Posted on 2023-01-11

In May 2022, I started working at OpenAI as a resident on RL team, and eventually I got hired as full-time. As of today, I’m still at OpenAI, and I’m working on some ChatGPT related stuff and try to make progress on scalable alignment. I want to make a brief write-up of how this happened, because sometimes people ask about it and it might be helpful to other people in a similar situation.

TL;DR, this is the last couple steps:

Repeat a couple of times:
- Make a list of stuff that’s relevant to ML I don’t yet grok.
- Find resources to grok it. Some examples:
  - I consumed all the TensorFlow tutorials that don’t go to too niche topics (though today I’d do PyTorch). And of course made tons of Anki cards. Contact me if you want some of them.
  - Deep Learning specialization on Coursera
  - DeepLearning.AI TensorFlow Developer Professional Certificate on Coursera
  - Reinforcement Learning Specialization on Coursera (from Martha and Adam White of University of Alberta)
  - For RL, I did a course on Coursera
- Learn all I can from those resources, collect stuff I don’t yet understand, find references (e.g., papers I wanna read sometime etc.).
Read up on recent papers.
Read Spinning Up in Deep RL and follow up on the references.
Implement some basic RL and ML experiments - e.g., lunar lander, half-cheetah.
Take part in AI Safety Camp.
Go to Zurich AI alignment meetups.
Take part in an AGI Safety Fundamentals course.
Mail the author of one paper I read about some typos/errors I found in the paper.
When I feel ready-ish, keep on lookout for roles:
Eventually, via reference from the author, apply to OpenAI residency, take the interviews, be super nervous, get hired :)

My longer relevant history follows.

My history

Before university

I’ve always been good with math and computers. (I started out as a more general hacker, including electronics etc., but eventually specialized.)

I did some competitive programming, high school programming seminars, olympiads etc.
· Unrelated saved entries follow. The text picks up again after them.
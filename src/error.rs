use std::fmt;

/// A basalt result returning Error.
pub type Result<T> = std::result::Result<T, Error>;

/// A basalt error.
#[derive(Clone, Debug, PartialEq, Eq)]
pub enum Error {
    /// A malformed or ill-timed peer message (missing header, wrong state,
    /// not subscribed, stale vote). The offending peer session is reset via
    /// reconnect; the state machine continues.
    Protocol(String),
    /// Divergent histories detected while synchronizing (forked log, or a
    /// requester ahead of the responder). Fatal to the synchronization
    /// attempt; the node returns to SEARCHING and reconnects the peer.
    Divergence(String),
    /// The engine requires a checkpoint before starting a new transaction.
    /// Transparently retried after wait_for_checkpoint().
    Checkpoint,
    /// The operation was aborted, e.g. by leader loss or shutdown.
    Abort,
    /// An unrecoverable internal fault, typically database corruption. The
    /// node halts rather than risk replica divergence.
    Internal(String),
}

impl std::error::Error for Error {}

impl fmt::Display for Error {
    fn fmt(&self, f: &mut fmt::Formatter) -> fmt::Result {
        match self {
            Error::Protocol(s) => write!(f, "protocol error: {s}"),
            Error::Divergence(s) => write!(f, "divergence: {s}"),
            Error::Checkpoint => write!(f, "checkpoint required"),
            Error::Abort => write!(f, "operation aborted"),
            Error::Internal(s) => write!(f, "internal error: {s}"),
        }
    }
}

impl Error {
    /// Returns true if this error resets the offending peer session rather
    /// than halting the node.
    pub fn is_session_fault(&self) -> bool {
        matches!(self, Error::Protocol(_) | Error::Divergence(_))
    }
}

impl<T> From<crossbeam::channel::SendError<T>> for Error {
    fn from(err: crossbeam::channel::SendError<T>) -> Self {
        Error::Internal(err.to_string())
    }
}

impl From<std::string::FromUtf8Error> for Error {
    fn from(err: std::string::FromUtf8Error) -> Self {
        Error::Protocol(format!("invalid UTF-8 payload: {err}"))
    }
}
I got to district level rounds, and my top achievements were being ~#20-30 in competitive “algorithmic programming” (which is part of math olympiad in Czech Republic), and being #1 in competitive “practical programming” (which is more “write a program for task X” rather than “solve this theoretical problem”.

Bachelor’s

I took a wide approach to consume all the knowledge at uni. Since high school I’ve been freelancing, writing up small programs/websites. I leveraged that into a series of internships - first Represent.com in Prague (via Juraj Masar, who was in roughly the same uni year), then half a year for Google in Paris, then Dropbox.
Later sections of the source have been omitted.